Website contact forms and Google URLs are being used to spread the IcedID trojan, according to researchers at Microsoft.
Attackers are using “contact us” forms on websites to send emails targeting organizations with trumped-up legal threats, researchers said. The messages consistently mention a copyright infringement by a photographer, illustrator or designer, and they contain a link to purported “evidence” for these legal infractions. But the link in actuality leads to a Google page that downloads IcedID (a.k.a. BokBot), which is an information-stealer and loader for other malware.
“As attackers fill out and submit the web-based form, an email message is generated to the associated contact-form recipient or targeted enterprise, containing the attacker-generated message,” according to Microsoft’s recent posting. “The message uses strong and urgent language (‘Download it right now and check this out for yourself’), and pressures the recipient to act immediately, ultimately compelling recipients to click the links to avoid supposed legal action.”
Researchers found that attackers used fake names that start with “Mel,” such as “Melanie” or “Meleena,” and used a standard format for their fake email addresses that include “m,” words associated with photography and three-digit numbers; i.e., email@example.com or firstname.lastname@example.org.
The links take victims to a sites.google.com page, which asks them to sign in. Once a person signs in, the page automatically downloads a malicious .ZIP file, which when unpacked contains a heavily obfuscated .JS file, researchers said. Microsoft explained that the .JS file is executed via WScript, and that it creates a shell object that in turn launches PowerShell and downloads the IcedID payload in the form of a .DAT file.

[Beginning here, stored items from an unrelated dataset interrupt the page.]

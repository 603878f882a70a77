//! HTTP server implementation
//!
//! Uses hyper http1 with TokioIo. Routes:
//!
//! - `GET /ws`: WebSocket upgrade into a connection actor
//! - `GET /health`: liveness plus the number of live connections

use bytes::Bytes;
use http_body_util::Full;
use hyper::body::Incoming;
use hyper::header::{HeaderValue, CONTENT_TYPE};
use hyper::server::conn::http1;
use hyper::service::service_fn;
use hyper::{Method, Request, Response, StatusCode};
use hyper_util::rt::TokioIo;
use std::convert::Infallible;
use std::net::SocketAddr;
use std::sync::Arc;
use tokio::net::TcpListener;
use tracing::{debug, error, info, warn};

use super::client::{serve_client, ConnectionConfig};
use super::hub::HubHandle;
use crate::actions::ActionRegistry;
use crate::config::Args;
use crate::types::{ArchwayError, Result};

/// Shared application state
pub struct AppState {
    pub args: Args,
    pub hub: HubHandle,
    pub registry: Arc<ActionRegistry>,
    pub connection: ConnectionConfig,
}

impl AppState {
    pub fn new(args: Args, hub: HubHandle, registry: ActionRegistry) -> Self {
        let connection = args.connection_config();
        Self {
            args,
            hub,
            registry: Arc::new(registry),
            connection,
        }
    }
}

/// Accept connections until the listener fails
pub async fn run(state: Arc<AppState>) -> Result<()> {
    let listener = TcpListener::bind(state.args.listen).await?;
    serve(listener, state).await
}

/// Serve on an already bound listener
pub async fn serve(listener: TcpListener, state: Arc<AppState>) -> Result<()> {
    info!("Archway listening on {}", listener.local_addr()?);

    if state.args.dev_mode {
        warn!("Development mode enabled - in-memory stores allowed");
    }

    loop {
        match listener.accept().await {
            Ok((stream, addr)) => {
                let state = Arc::clone(&state);
                tokio::spawn(async move {
                    let io = TokioIo::new(stream);

                    let service = service_fn(move |req| {
                        let state = Arc::clone(&state);
                        async move { handle_request(state, addr, req).await }
                    });

                    if let Err(err) = http1::Builder::new()
                        .serve_connection(io, service)
                        .with_upgrades()
                        .await
                    {
                        debug!("Error serving connection from {}: {:?}", addr, err);
                    }
                });
            }
            Err(e) => {
                error!("Error accepting connection: {:?}", e);
            }
        }
    }
}

/// Route incoming HTTP requests
async fn handle_request(
    state: Arc<AppState>,
    addr: SocketAddr,
    req: Request<Incoming>,
) -> std::result::Result<Response<Full<Bytes>>, Infallible> {
    let method = req.method().clone();
    let path = req.uri().path().to_string();
    debug!("[{}] {} {}", addr, method, path);

    let response = match (method, path.as_str()) {
        (Method::GET, "/health") => {
            let connections = state.hub.connection_count().await;
            json_response(
                StatusCode::OK,
                serde_json::json!({ "status": "ok", "connections": connections }),
            )
        }
        (Method::GET, "/ws") => {
            if hyper_tungstenite::is_upgrade_request(&req) {
                handle_upgrade(&state, req)
            } else {
                error_response(&ArchwayError::BadRequest(
                    "WebSocket upgrade required for /ws".to_string(),
                ))
            }
        }
        _ => json_response(
            StatusCode::NOT_FOUND,
            serde_json::json!({ "error": "Not Found", "path": &path }),
        ),
    };
    Ok(response)
}

fn handle_upgrade(state: &AppState, mut req: Request<Incoming>) -> Response<Full<Bytes>> {
    let config = state.connection.websocket_config();
    match hyper_tungstenite::upgrade(&mut req, Some(config)) {
        Ok((response, websocket)) => {
            let hub = state.hub.clone();
            let registry = Arc::clone(&state.registry);
            let connection = state.connection.clone();

            tokio::spawn(async move {
                match websocket.await {
                    Ok(ws) => serve_client(ws, hub, registry, connection).await,
                    Err(e) => warn!("WebSocket handshake failed: {}", e),
                }
            });
            response
        }
        Err(e) => error_response(&ArchwayError::BadRequest(e.to_string())),
    }
}

fn json_response(status: StatusCode, body: serde_json::Value) -> Response<Full<Bytes>> {
    let mut response = Response::new(Full::new(Bytes::from(body.to_string())));
    *response.status_mut() = status;
    response
        .headers_mut()
        .insert(CONTENT_TYPE, HeaderValue::from_static("application/json"));
    response
}

fn error_response(err: &ArchwayError) -> Response<Full<Bytes>> {
    json_response(
        err.status_code(),
        serde_json::json!({ "error": err.to_string() }),
    )
}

The file also contains a Cobalt Strike beacon in the form of a stageless DLL, giving attackers remote control of the victim’s machine. Cobalt Strike is a penetration-testing tool that sends out beacons to detect network vulnerabilities. When used for its intended purpose, it simulates an attack; however, threat actors have since figured out how to turn it against networks.
The analysis shows that the downloaded .DAT file loads via the rundll32 executable, which then launches various information-gathering commands. Those include obtaining antivirus info; getting IP, domain and system information; and dropping SQLite for accessing banking and other credentials stored in browser databases.
“When run, IcedID connects to a command-and-control server (C2) to download modules that run its primary function of capturing and exfiltrating banking credentials and other information,” according to Microsoft. “It achieves persistence via schedule tasks. It also downloads implants like Cobalt Strike and other tools, which allow remote attackers to run malicious activities on the compromised system, including collecting additional credentials, moving laterally and delivering secondary payloads.”
The campaign is also using a secondary attack chain, researchers said, in case the sites.google.com page is taken down.
“In the secondary chain, users are redirected to a top domain, while inadvertently accessing a Google User Content page, which downloads the malicious .ZIP file,” they explained. “Further analysis reveals that the forms contain malicious sites.google.com links that download the IcedID malware.”
Social-Engineering and Authenticity
The use of contact forms on websites allow the campaign to get around email spam filters, researchers noted – and adds a layer of verisimilitude for recipients.
“The malicious email that arrives in the recipient’s inbox from the contact-form query appears trustworthy as it was sent from trusted email marketing systems, further confirming its legitimacy while evading detection,” according to the analysis. “As the emails are originating from the recipient’s own contact form on their website, the email templates match what they would expect from an actual customer interaction or inquiry.”
Further, the use of a Google page and the sign-in request aids in detection-evasion. Because of “his added authentication layer, detection technologies may fail in identifying the email as malicious altogether,” Microsoft explained.
The observed campaign adds to other IcedID activity recently observed by researchers. Last week, researchers with Uptycs noted it was being used in a spate of email campaigns using Microsoft Excel spreadsheet file attachments.
“Adversaries remain motivated to find new ways to deliver malicious email to enterprises with the clear intent to evade detection,” according to Microsoft. “The scenarios we observed offer a serious glimpse into how sophisticated attackers’ techniques have grown, while maintaining the goal of delivering dangerous malware payloads such as IcedID. Their use of submission forms is notable because the emails don’t have the typical marks of malicious messages and are seemingly legitimate.”